Le Associazioni Ambientaliste WWF – Legambiente – La Lupus in Fabula ed il coordinamento pesarese di S.E.L., intervengono in merito alla insensata e pericolosa decisione (oltre che probabilmente illegittima, anche se ora supportata dalla altrettanta insensata decisione della Regione Marche) di alcuni Sindaci dell’entroterra, che sembrano pedissequamente rispondere alle profferte da “salvatori della Patria” di alcuni Cavatori (di ghiaia) locali.

Oggi tutti gli appelli sono per la liberazione di fiumi, torrenti e corsi d’acqua dalle catene di cemento e asfalto che abbiamo imposto loro negli ultimi duecento anni.

In realtà, andando contro ad uno dei più banali ma anche pericolosi luoghi comuni, non risolviamo tutti i problemi dei fiumi liberandoli anche dalla ghiaia e dalla vegetazione, anzi ne decretiamo la morte definitiva.
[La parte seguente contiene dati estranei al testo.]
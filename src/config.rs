use anyhow::{anyhow, bail, Context, Result};
use serde::{Deserialize, Serialize};
use std::fs;
use std::path::{Path, PathBuf};
use std::time::Duration;
use tracing::{info, instrument};

use crate::dump::utc_offset;

pub static DEFAULT_URL_TEMPLATE: &str = "https://backend.wplace.live/files/s0/tiles/{x}/{y}.png";
pub const DEFAULT_ORIGIN_X: u32 = 1664;
pub const DEFAULT_ORIGIN_Y: u32 = 1065;
pub const DEFAULT_TILE_SIZE: u32 = 1000;
pub const DEFAULT_SCALE_FACTOR: u32 = 2;
pub const DEFAULT_UTC_OFFSET_HOURS: i32 = 7;

/// Where the URL for each grid cell comes from.
#[derive(Debug, Clone, PartialEq, Serialize, Deserialize)]
#[serde(rename_all = "snake_case")]
pub enum TileSource {
    /// `{x}` and `{y}` are replaced by `origin_x + column` and `origin_y + row`.
    Template {
        url_template: String,
        origin_x: u32,
        origin_y: u32,
    },
    /// Row-major table of URLs, `urls[row][column]`.
    List(Vec<Vec<String>>),
}

impl Default for TileSource {
    fn default() -> Self {
        TileSource::Template {
            url_template: DEFAULT_URL_TEMPLATE.to_string(),
            origin_x: DEFAULT_ORIGIN_X,
            origin_y: DEFAULT_ORIGIN_Y,
        }
    }
}

#[derive(Debug, Clone, PartialEq, Serialize, Deserialize)]
#[serde(default)]
pub struct FetchConfig {
    pub retries: u32,
    pub backoff_ms: u64,
    pub timeout_secs: u64,
    pub connect_timeout_secs: u64,
}

impl Default for FetchConfig {
    fn default() -> Self {
        FetchConfig {
            retries: 5,
            backoff_ms: 1500,
            timeout_secs: 30,
            connect_timeout_secs: 10,
        }
    }
}

impl FetchConfig {
    pub fn backoff(&self) -> Duration {
        Duration::from_millis(self.backoff_ms)
    }

    pub fn timeout(&self) -> Duration {
        Duration::from_secs(self.timeout_secs)
    }

    pub fn connect_timeout(&self) -> Duration {
        Duration::from_secs(self.connect_timeout_secs)
    }
}

#[derive(Debug, Clone, PartialEq, Serialize, Deserialize)]
#[serde(default)]
pub struct GridConfig {
    pub columns: u32,
    pub rows: u32,
    pub tile_width: u32,
    pub tile_height: u32,
    pub scale_factor: u32,
    pub output_dir: PathBuf,
    pub utc_offset_hours: i32,
    pub fetch: FetchConfig,
    pub tiles: TileSource,
}

impl Default for GridConfig {
    fn default() -> Self {
        GridConfig {
            columns: 3,
            rows: 2,
            tile_width: DEFAULT_TILE_SIZE,
            tile_height: DEFAULT_TILE_SIZE,
            scale_factor: DEFAULT_SCALE_FACTOR,
            output_dir: PathBuf::from("output"),
            utc_offset_hours: DEFAULT_UTC_OFFSET_HOURS,
            fetch: FetchConfig::default(),
            tiles: TileSource::default(),
        }
    }
}

/// One cell of the grid and the URL its image is fetched from.
#[derive(Debug, Clone, PartialEq, Eq)]
pub struct TileSpec {
    pub column: u32,
    pub row: u32,
    pub url: String,
}

impl GridConfig {
    /// Reads a JSON config file if one is given, otherwise starts from the defaults.
    #[instrument(level = "debug")]
    pub fn load(path: Option<&Path>) -> Result<GridConfig> {
        match path {
            Some(path) => {
                let json = fs::read_to_string(path)
                    .with_context(|| format!("Failed to read config file {}", path.display()))?;
                let config: GridConfig = serde_json::from_str(&json)
                    .with_context(|| format!("Failed to parse config file {}", path.display()))?;
                info!(path = %path.display(), "loaded config file");
                Ok(config)
            }
            None => Ok(GridConfig::default()),
        }
    }

    /// Applies `SCALE_FACTOR` and `OUTPUT_DIR` overrides using `var` to look up values.
    pub fn apply_env<F>(&mut self, var: F) -> Result<()>
    where
        F: Fn(&str) -> Option<String>,
    {
        if let Some(scale_factor) = var("SCALE_FACTOR") {
            self.scale_factor = scale_factor
                .trim()
                .parse()
                .with_context(|| format!("SCALE_FACTOR is not a number: {:?}", scale_factor))?;
        }
        if let Some(output_dir) = var("OUTPUT_DIR") {
            self.output_dir = PathBuf::from(output_dir);
        }
        Ok(())
    }

    pub fn validate(&self) -> Result<()> {
        if self.columns == 0 || self.rows == 0 {
            bail!("grid must have at least one column and one row");
        }
        if self.tile_width == 0 || self.tile_height == 0 {
            bail!("tile width and height must be non-zero");
        }
        if self.scale_factor == 0 {
            bail!("scale factor must be at least 1");
        }
        match &self.tiles {
            TileSource::Template {
                url_template,
                origin_x,
                origin_y,
            } => {
                if !url_template.contains("{x}") && !url_template.contains("{y}") {
                    bail!(
                        "url template {:?} contains neither {{x}} nor {{y}}",
                        url_template
                    );
                }
                if origin_x.checked_add(self.columns - 1).is_none()
                    || origin_y.checked_add(self.rows - 1).is_none()
                {
                    bail!(
                        "tile origin ({}, {}) puts a {}x{} grid past the largest tile coordinate",
                        origin_x,
                        origin_y,
                        self.columns,
                        self.rows
                    );
                }
            }
            TileSource::List(urls) => {
                if urls.len() != self.rows as usize {
                    bail!(
                        "url list has {} rows but the grid has {}",
                        urls.len(),
                        self.rows
                    );
                }
                for (row, row_urls) in urls.iter().enumerate() {
                    if row_urls.len() != self.columns as usize {
                        bail!(
                            "url list row {} has {} urls but the grid has {} columns",
                            row,
                            row_urls.len(),
                            self.columns
                        );
                    }
                }
            }
        }
        utc_offset(self.utc_offset_hours)?;
        self.checked_canvas_dimensions()?;
        Ok(())
    }

    pub fn total_tiles(&self) -> usize {
        self.columns as usize * self.rows as usize
    }

    pub fn scaled_tile_dimensions(&self) -> (u32, u32) {
        (
            self.tile_width * self.scale_factor,
            self.tile_height * self.scale_factor,
        )
    }

    /// Size of the merged grid before enlargement.
    pub fn original_dimensions(&self) -> (u32, u32) {
        (self.columns * self.tile_width, self.rows * self.tile_height)
    }

    pub fn canvas_dimensions(&self) -> (u32, u32) {
        let (width, height) = self.original_dimensions();
        (width * self.scale_factor, height * self.scale_factor)
    }

    fn checked_canvas_dimensions(&self) -> Result<(u32, u32)> {
        let overflow = || anyhow!("canvas dimensions overflow u32");
        let width = self
            .columns
            .checked_mul(self.tile_width)
            .and_then(|w| w.checked_mul(self.scale_factor))
            .ok_or_else(overflow)?;
        let height = self
            .rows
            .checked_mul(self.tile_height)
            .and_then(|h| h.checked_mul(self.scale_factor))
            .ok_or_else(overflow)?;
        Ok((width, height))
    }

    /// Row-major table of every tile in the grid.
    pub fn tiles(&self) -> Vec<TileSpec> {
        let mut tiles = Vec::with_capacity(self.total_tiles());
        for row in 0..self.rows {
            for column in 0..self.columns {
                let url = match &self.tiles {
                    TileSource::Template {
                        url_template,
                        origin_x,
                        origin_y,
                    } => url_template
                        .replace("{x}", &(origin_x + column).to_string())
                        .replace("{y}", &(origin_y + row).to_string()),
                    TileSource::List(urls) => urls[row as usize][column as usize].clone(),
                };
                tiles.push(TileSpec { column, row, url });
            }
        }
        tiles
    }
}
Serve un progetto complessivo e multi obiettivo come prescrive la direttiva  alluvioni n.60 del 2007, una gestione del rischio idraulico che tenga conto non solo della salvaguardia della vita umana, ma anche dell’ambiente, delle valenze sociali e culturali di un fiume

Lo abbiamo visto nel 2011 a Genova, che ha intombato e dimenticato la ricchezza delle sue acque, e lungo il fiume Vara, un  tempo largo quasi un chilometro e oggi ridotto a poco più di cento metri. Lo abbiamo toccato con mano alle Cinque Terre, dove, se non continui a spezzarti la schiena in montagna, la scommessa di sopravvivere nel posto meno indicato del mondo la perdi senza pietà. E lo abbiamo provato sulla pelle viva all’isola d’Elba, a Messina, in Calabria e perfino a Roma.

E, non ultima, in Sardegna, bersagliata dalle bombe d’acqua figlie di un cambiamento climatico cui ci siamo quasi rassegnati. Più ingessi i bacini fluviali, più usi cemento e briglie, più innalzi gli argini, tanto peggio starai in caso di piena ragguardevole: un territorio sclerotizzato è preda del rischio idrogeologico molto più di uno vergine.

La Riqualificazione Fluviale (R.F.) è un insieme integrato e sinergico di azioni e tecniche, di tipo anche molto diverso (dal giuridico-amministrativo-finanziario, allo strutturale), volte a portare un corso d’acqua, con il territorio ad esso più strettamente connesso (“sistema fluviale”), in uno stato più naturale possibile, capace di espletare le sue caratteristiche funzioni ecosistemiche (geomorfologiche, fisico-chimiche e biologiche) e dotato di maggior valore ambientale, cercando di soddisfare nel contempo anche gli obiettivi socio-economici (CIRF).  In un progetto di Riqualificazione Fluviale è quindi opportuno considerare un corso d’acqua come un sistema estremamente complesso di elementi fisici strutturali detti unità geomorfologiche che interagiscono dinamicamente con le portate che lo attraversa, dalla reciproca combinazione di questi elementi si genera un’unità multidimensionale che è l’habitat fluviale.

E’ quindi inutile se non proprio dannoso cercare scorciatoie che portano a risolvere interessi particolari e puntuali, in una spinta emozionale assolutamente irrazionale, è necessario uno studio scientifico idromorfologico ed ecologico del sistema fiume in una ricerca di mediazione reale tra le nostre esigenze sociale ed economiche e la naturalità fluviale.

Queste decisioni procurano una “strana” sensazione: si approfitta del disastro, del lutto, per permettere di depauperare ancora la collettività con la scusa della sistemazione idraulica. Anche la ghiaia del fiume e la sua vegetazione sono beni collettivi, ma imponendo procedure d’urgenza si scavalca qualunque valutazione seria sulla reale necessità e sensatezza dell’intervento e si procede, da parte di chi è stato votato per gestire la “cosa pubblica”, senza lungimiranza e rincorrendo in modo arrafazzonato l’emergenza. Degradando sempre più il sistema fluviale, che ricordiamo non è la sola asta fluviale ma tutto il suo bacino, si lucra sui danni futuri e sulla spese pubbliche future. In tutto il mondo si lavora per rallentare le piene, depotenziarle, farle assorbire dal sistema, da noi si continua a pensare al fiume come ad un canale senza relazione con suo bacino imbrifero. Se da una parte la “non competenza” e la voglia di guardare al proprio bilancio sono purtroppo oggettivi, dall’altra la politica non può permettersi di essere non preparata, troppo assertiva, superficiale. Con la gestione corrente dei fiumi, a furia di rettifiche e escavazioni, siamo diventati un girone dell’inferno dantesco ogni volta che piove; vogliamo continuare nell’errore?